Petitioner denied any knowledge of the articles in the car. His story was that he had come to the area from his home on the other side of the city to collect money due him for some work he had done; that the man who paid him had first agreed to drive him home, and then said he could not; that Frank DiSanto, with whom he had a slight acquaintance, was standing nearby, and offered to borrow a car to drive petitioner home; that DiSanto did borrow the car, started to drive him home, and had stopped to get some cigarettes, which he was in the process of doing when the police approached.

The record showed that DiSanto, aware of the local police customs, and not desiring to be incarcerated or to cause trouble for the petitioner, took to his heels through the rear door of the tavern when he saw the police coming.

At the trial of the case, the petitioner moved for the suppression as evidence of the articles found in the car on the ground that they were the product of an illegal search. After a full hearing, the Court of Common Pleas overruled this motion, setting forth its reasons in considerable detail. Exceptions were properly preserved to the court’s ruling, but it was affirmed on appeal to the Court of Appeals, and the Supreme Court of Ohio dismissed petitioner’s appeal to that court.

It is fair to say that the constitutional questions involved in this matter have been presented to and determined by the state courts. For all practical purposes, the petitioner has exhausted his state remedies.

The first question to be resolved in this matter is whether this court is required to grant petitioner a plenary hearing upon his petition for a writ of habeas corpus.

The decision of the Supreme Court in Townsend v. Sain, 372 U. S. 293 (1963), governs the determination of this question. Under the rules laid down in that case, it is clear that no plenary hearing is required. The facts concerning the obtaining of the evidence which petitioner sought to suppress are al[260]*260most entirely undisputed. The difficulty seems to have occurred in the ruling of the state court upon these facts.

The trial court says

“* * # but there does not have to be an arrest where the circumstances and the facts are sufficiently clear to police officers in the community who have a particular job to watch known places where they suspect or believe, as a prudent police officer would expect to, that elements of the type engaged in crime are congregating, and considering all of the circumstances involved, they had a right and a reasonable right to examine the automobile, which they did as they opened up the door.” (B. 193.)

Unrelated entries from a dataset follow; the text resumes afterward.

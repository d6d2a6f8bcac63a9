#[cfg(test)]
mod tests {
    use crate::CurveFitting::{
        FitModel, FitProblem, coefficients, evaluate, fit, fit_statistics,
    };
    use crate::error::NumericError;
    use crate::functions::real_fn;
    use crate::problem::SolveProblem;
    use crate::settings::SolverSettings;
    use approx::assert_abs_diff_eq;

    fn reference_points() -> Vec<(f64, f64)> {
        vec![(1.1, 2.5), (1.9, 2.7), (2.4, 3.7), (4.8, 5.2)]
    }

    #[test]
    fn test_linear_fit_reference_points() {
        let points = reference_points();
        let trace = fit(&points, &FitModel::Linear, &SolverSettings::default()).unwrap();
        let a = coefficients(&trace);
        assert_eq!(a.len(), 2);
        assert_abs_diff_eq!(a[0], 1.5932325886990804, epsilon = 1e-10);
        assert_abs_diff_eq!(a[1], 0.7575558475689883, epsilon = 1e-10);

        // least-squares optimality: residual orthogonal to the design columns
        let residuals: Vec<f64> = points
            .iter()
            .map(|(x, y)| y - evaluate(&FitModel::Linear, &a, *x).unwrap())
            .collect();
        let dot_one: f64 = residuals.iter().sum();
        let dot_x: f64 = residuals.iter().zip(&points).map(|(r, (x, _))| r * x).sum();
        assert_abs_diff_eq!(dot_one, 0.0, epsilon = 1e-10);
        assert_abs_diff_eq!(dot_x, 0.0, epsilon = 1e-10);
    }

    #[test]
    fn test_normal_equation_sums_recorded() {
        let trace = fit(&reference_points(), &FitModel::Linear, &SolverSettings::default()).unwrap();
        let sums = trace.record(1).unwrap();
        assert_eq!(sums.get("n"), Some(4.0));
        assert_abs_diff_eq!(sums.get("sum_x1").unwrap(), 10.2, epsilon = 1e-12);
        assert_abs_diff_eq!(sums.get("sum_x2").unwrap(), 33.62, epsilon = 1e-12);
        assert_abs_diff_eq!(sums.get("sum_y").unwrap(), 14.1, epsilon = 1e-12);
        assert_abs_diff_eq!(sums.get("sum_x1y").unwrap(), 41.72, epsilon = 1e-12);
        assert!(sums.get("sum_phi").is_none());
        // sums + 2 Gauss-Jordan stages x 2 records + GJ solution + coefficients
        assert_eq!(trace.len(), 1 + 4 + 1 + 1);
        assert!(trace.records()[1].label.starts_with("normal equations"));
    }

    #[test]
    fn test_polynomials_recover_exact_data() {
        let settings = SolverSettings::default();
        let quadratic: Vec<(f64, f64)> = (0..6)
            .map(|i| {
                let x = i as f64 * 0.5;
                (x, 1.0 + 2.0 * x + 3.0 * x * x)
            })
            .collect();
        let a = coefficients(&fit(&quadratic, &FitModel::Quadratic, &settings).unwrap());
        for (got, want) in a.iter().zip([1.0, 2.0, 3.0]) {
            assert_abs_diff_eq!(*got, want, epsilon = 1e-8);
        }

        let cubic: Vec<(f64, f64)> = (0..7)
            .map(|i| {
                let x = i as f64 - 3.0;
                (x, 0.5 - x + 0.25 * x.powi(3))
            })
            .collect();
        let a = coefficients(&fit(&cubic, &FitModel::Cubic, &settings).unwrap());
        for (got, want) in a.iter().zip([0.5, -1.0, 0.0, 0.25]) {
            assert_abs_diff_eq!(*got, want, epsilon = 1e-8);
        }
        let stats = fit_statistics(&cubic, &FitModel::Cubic, &a).unwrap();
        assert_abs_diff_eq!(stats.sse, 0.0, epsilon = 1e-12);
        assert_abs_diff_eq!(stats.r_squared, 1.0, epsilon = 1e-12);
    }

    #[test]
    fn test_linear_with_basis_function() {
        let model = FitModel::LinearWithBasis(real_fn(f64::ln));
        let points: Vec<(f64, f64)> = (1..=6)
            .map(|i| {
                let x = i as f64;
                (x, 2.0 + 0.5 * x + 3.0 * x.ln())
            })
            .collect();
        let trace = fit(&points, &model, &SolverSettings::default()).unwrap();
        let a = coefficients(&trace);
        assert_eq!(a.len(), 3);
        for (got, want) in a.iter().zip([2.0, 0.5, 3.0]) {
            assert_abs_diff_eq!(*got, want, epsilon = 1e-8);
        }
        assert!(trace.record(1).unwrap().get("sum_phi2").is_some());
        assert_abs_diff_eq!(
            evaluate(&model, &a, 10.0).unwrap(),
            2.0 + 5.0 + 3.0 * 10f64.ln(),
            epsilon = 1e-7
        );
    }

    #[test]
    fn test_quadratic_with_basis_function() {
        let model = FitModel::QuadraticWithBasis(real_fn(f64::sin));
        let points: Vec<(f64, f64)> = (0..8)
            .map(|i| {
                let x = i as f64 * 0.7;
                (x, 1.0 - x + 0.1 * x * x + 2.0 * x.sin())
            })
            .collect();
        let a = coefficients(&fit(&points, &model, &SolverSettings::default()).unwrap());
        for (got, want) in a.iter().zip([1.0, -1.0, 0.1, 2.0]) {
            assert_abs_diff_eq!(*got, want, epsilon = 1e-7);
        }
    }

    #[test]
    fn test_fit_errors() {
        let settings = SolverSettings::default();
        assert!(matches!(
            fit(&[(1.0, 2.0), (2.0, 3.0)], &FitModel::Quadratic, &settings),
            Err(NumericError::InvalidInput(_))
        ));
        let with_zero = vec![(0.0, 1.0), (1.0, 2.0), (2.0, 3.0), (3.0, 5.0)];
        assert!(matches!(
            fit(&with_zero, &FitModel::LinearWithBasis(real_fn(f64::ln)), &settings),
            Err(NumericError::DomainError(_))
        ));
        assert!(matches!(
            evaluate(&FitModel::Cubic, &[1.0, 2.0], 1.0),
            Err(NumericError::DimensionMismatch(_))
        ));
        // identical abscissae make the normal matrix singular (exact cancellation here)
        let flat = vec![(1.0, 1.0), (1.0, 2.0), (1.0, 3.0)];
        assert!(matches!(
            fit(&flat, &FitModel::Linear, &settings),
            Err(NumericError::SingularMatrix { .. })
        ));
    }

    #[test]
    fn test_fit_problem_is_deterministic() {
        let problem = FitProblem::new(reference_points(), FitModel::Linear);
        let settings = SolverSettings::default();
        assert_eq!(problem.solve(&settings).unwrap(), problem.solve(&settings).unwrap());
        assert_eq!(problem.title(), "least-squares linear fit of 4 points");
    }

    #[test]
    fn test_identical_abscissae_always_singular() {
        let settings = SolverSettings::default();
        for k in 1..2000 {
            let x = k as f64 * 0.37 + 0.013;
            let flat = vec![(x, 1.0), (x, 2.0), (x, 3.0)];
            let result = fit(&flat, &FitModel::Linear, &settings);
            assert!(
                matches!(result, Err(NumericError::SingularMatrix { row: 1 })),
                "x = {}: {:?}",
                x,
                result.map(|trace| coefficients(&trace))
            );
        }
        assert!(matches!(
            fit(&[(46.633, 1.0), (46.633, 2.0), (46.633, 3.0)], &FitModel::Linear, &settings),
            Err(NumericError::SingularMatrix { .. })
        ));
    }
}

The Supreme Court has held that “although the district judge may, where the state court has reliably found the relevant facts, defer to the state court’s findings of fact, he may not defer to its findings of law.” Townsend v. Sain, 372 U. S. 293, 318 (1963). With all respect to the judge of the state court, my old friend and classmate, I cannot accept his conclusions of law. It • is fair to say that the law on this point was perhaps not so clear at the time of the hearing in the state court as it is now, Preston v. United States, 376 U. S. 364 (1964), and Beck v. Ohio, 379 U. S. 89 (1964), having been decided since the state court’s ruling. In any event, the dispute here is so clearly one of law, rather than of fact, that no plenary hearing is required. The petitioner’s rights can be determined upon the record of the proceedings in the state court, which are before this court in a complete transcript of the trial.

The first main issue which must be considered in this matter is whether the denial of petitioner’s motion to suppress the evidence of the various objects found in the automobile in which he was riding deprived him of his constitutional right to be secure from unreasonable searches and seizures.

The respondent contends that the search of the car in which petitioner was seated was in connection with a lawful arrest of the petitioner, and was therefore not within the constitutional interdiction of unreasonable searches and seizures. Thus the first main issue breaks down into two questions, first, was the arrest of the petitioner lawful, and, second, was the search and seizure incidental to the arrest.